Non voglio discutere i miei e altrui gusti in fatto di poesia,che tra l'altro non è una branca letteraria che desta di più il mio interesse.
Desidero invece osservare che il termine "poesia"oggi è alquanto abusato.
Parto da una polemica molto interessante fatta dal mio professore del ginnasio contro coloro che affermano di scrivere poesie.Secondo il suo punto di vista,che condivido,per scrivere poesie è necessario innanzitutto avere competenze tecnico-stopriche:essere a conoscenza delle dinamiche della metrica classica e moderna,orientarsi nei periodi storici della tradizione poetica occidentale,studiare le caratteristiche dei singoli autori e le innovazione da loro apportate.Nessuno scrittore nasce scrittore.
Bisogna insomma compiere un atto di umiltà nei confronti di una forma d'arte molto complessa e strutturata.

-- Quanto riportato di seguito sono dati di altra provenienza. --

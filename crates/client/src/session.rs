//! Registration form session.
//!
//! Address levels, template rules and relationship types are fetched once per form session
//! and shared by every field. The session owns those caches and drops them on teardown.

use crate::cache::SessionCache;
use crate::error::{ClientError, ClientResult};
use crate::OpenmrsClient;
use reg_core::relationships::RelationshipType;
use reg_core::{parse_address_template, AddressTemplateRule, AddressValidationSchema, OrderedFields};
use std::sync::Arc;

pub struct RegistrationSession {
    client: OpenmrsClient,
    ordered_fields: SessionCache<Arc<OrderedFields>>,
    template_rules: SessionCache<Arc<Vec<AddressTemplateRule>>>,
    relationship_types: SessionCache<Arc<Vec<RelationshipType>>>,
}

impl RegistrationSession {
    pub fn new(client: OpenmrsClient) -> Self {
        Self {
            client,
            ordered_fields: SessionCache::new(),
            template_rules: SessionCache::new(),
            relationship_types: SessionCache::new(),
        }
    }

    pub fn client(&self) -> &OpenmrsClient {
        &self.client
    }

    /// # Errors
    ///
    /// Returns a `ClientError` if the levels cannot be fetched.
    pub async fn ordered_fields(&self) -> ClientResult<Arc<OrderedFields>> {
        self.ordered_fields
            .get_or_try_load(|| async {
                Ok::<_, ClientError>(Arc::new(self.client.ordered_fields().await?))
            })
            .await
    }

    /// Rules of the address template. Empty when the template setting is unset.
    ///
    /// # Errors
    ///
    /// Returns a `ClientError` if the setting cannot be fetched or the template is malformed.
    pub async fn template_rules(&self) -> ClientResult<Arc<Vec<AddressTemplateRule>>> {
        self.template_rules
            .get_or_try_load(|| async {
                let rules = match self.client.address_template_xml().await? {
                    Some(xml) => parse_address_template(&xml)?,
                    None => {
                        tracing::warn!("address template setting is not configured");
                        Vec::new()
                    }
                };
                Ok::<_, ClientError>(Arc::new(rules))
            })
            .await
    }

    /// # Errors
    ///
    /// Returns a `ClientError` if the rules cannot be loaded or a regex does not compile.
    pub async fn validation_schema(&self) -> ClientResult<AddressValidationSchema> {
        let rules = self.template_rules().await?;
        Ok(AddressValidationSchema::from_rules(&rules)?)
    }

    /// # Errors
    ///
    /// Returns a `ClientError` if the types cannot be fetched.
    pub async fn relationship_types(&self) -> ClientResult<Arc<Vec<RelationshipType>>> {
        self.relationship_types
            .get_or_try_load(|| async {
                Ok::<_, ClientError>(Arc::new(self.client.relationship_types().await?))
            })
            .await
    }

    /// Drops every cached value. The next access refetches.
    pub async fn invalidate(&self) {
        self.ordered_fields.invalidate().await;
        self.template_rules.invalidate().await;
        self.relationship_types.invalidate().await;
    }
}

#[cfg(test)]
mod tests {
    use super::*;
    use crate::fake::FakeTransport;
    use serde_json::json;

    const LEVELS: &str = "/module/addresshierarchy/ajax/getOrderedAddressHierarchyLevels.form";
    const SETTING: &str = "/ws/rest/v1/systemsetting";

    const TEMPLATE: &str = r#"<org.openmrs.layout.address.AddressTemplate>
  <nameMappings class="properties">
    <property name="postalCode" value="Location.postalCode"/>
  </nameMappings>
  <elementRegex class="properties">
    <property name="postalCode" value="^\d{5}$"/>
  </elementRegex>
  <elementRegexFormats class="properties">
    <property name="postalCode" value="5 digits"/>
  </elementRegexFormats>
</org.openmrs.layout.address.AddressTemplate>"#;

    fn session(fake: FakeTransport) -> (RegistrationSession, Arc<FakeTransport>) {
        let fake = Arc::new(fake);
        (
            RegistrationSession::new(OpenmrsClient::new(fake.clone())),
            fake,
        )
    }

    #[tokio::test]
    async fn caches_levels_until_invalidated() {
        let (session, fake) = session(
            FakeTransport::new().respond(LEVELS, json!([{"addressField": "country"}])),
        );

        session.ordered_fields().await.expect("levels");
        session.ordered_fields().await.expect("levels");
        assert_eq!(fake.calls().len(), 1);

        session.invalidate().await;
        session.ordered_fields().await.expect("levels");
        assert_eq!(fake.calls().len(), 2);
    }

    #[tokio::test]
    async fn builds_schema_from_template_setting() {
        let (session, _) = session(
            FakeTransport::new().respond(SETTING, json!({"results": [{"value": TEMPLATE}]})),
        );

        let rules = session.template_rules().await.expect("rules");
        assert_eq!(rules[0].name, "postalCode");
        assert_eq!(rules[0].label, "Location.postalCode");

        let schema = session.validation_schema().await.expect("schema");
        assert_eq!(schema.len(), 1);
        let violation = schema
            .validate_field("postalCode", Some("15O74"))
            .expect("invalid postal code");
        assert_eq!(violation.message, "5 digits");
    }

    #[tokio::test]
    async fn unset_template_yields_no_rules() {
        let (session, _) = session(FakeTransport::new().respond(SETTING, json!({"results": []})));
        assert!(session.template_rules().await.expect("rules").is_empty());
    }

    #[tokio::test]
    async fn malformed_template_is_an_error() {
        let (session, _) = session(FakeTransport::new().respond(
            SETTING,
            json!({"results": [{"value": "<org.openmrs.layout.address.AddressTemplate/>"}]}),
        ));

        let err = session.template_rules().await.expect_err("no nameMappings");
        assert!(matches!(err, ClientError::Registration(_)));
    }
}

Pochi scrivono in rima,oggi,e i rimanenti adducono come pretesto alla loro produzione in "versi liberi"il fatto che la rime sono delle costrizioni obsolete e scolatiche al loro mirabile genio creativo.Quindi ognuno si sente in diritto di chiamare i propri sfoghi di sentimenti,emozioni ecc. col termine poesia,solo porco si scrive una frase sotto l'altra.Secondo questo ragionamenteio posso scrivere:
"Sono stanca
Lavorai tutto il giorno
Ma il riposo non mi è concesso"
Cosa comunica una composizione del genere?La si può definire poesia?Direi che si tratta solamente di frammenti di una banalissima frase che non ha niente di particolare,anzi,apparteine alla sfera del quotidiano da circa trenta secoli.
Ho anche notato l'utilizzo di figure retoriche fine a se stesse e prive di senso,di frasi talmente ermetiche da risultare quasi criptate,di improprietà lessicali o grammaticali.Perchè ormai non si sa più cosa inventare.E non si ha la voglia e/o la capacità di scrivere in rima.
Mi è capitato di leggere poesie del Novecento di cui non ho capito assolutamente nulla.Penso di essere dotata di una normale intelligenza e di sufficente interessa per la letteratura per fermarmi e chiedermi:"Ma questa è poesia?perchè la definiscono tale?"
Spesso il giudizio di un lettore (o di chi va al cinema)cambia a seconda di come è presentato un libro,o un film.Se un romanzo o una poesia di evidente mediocrità,che neenache il lettore stesdso riesce a capire,è stato scritto da un autore famoso,di cui si è sentito parlare o di cui si tessono le lodi nel risvolto del volume,sarà sicuramente e inesorabilmente un capolavoro di clamorosa e intrigante pregnanza.E viceversa.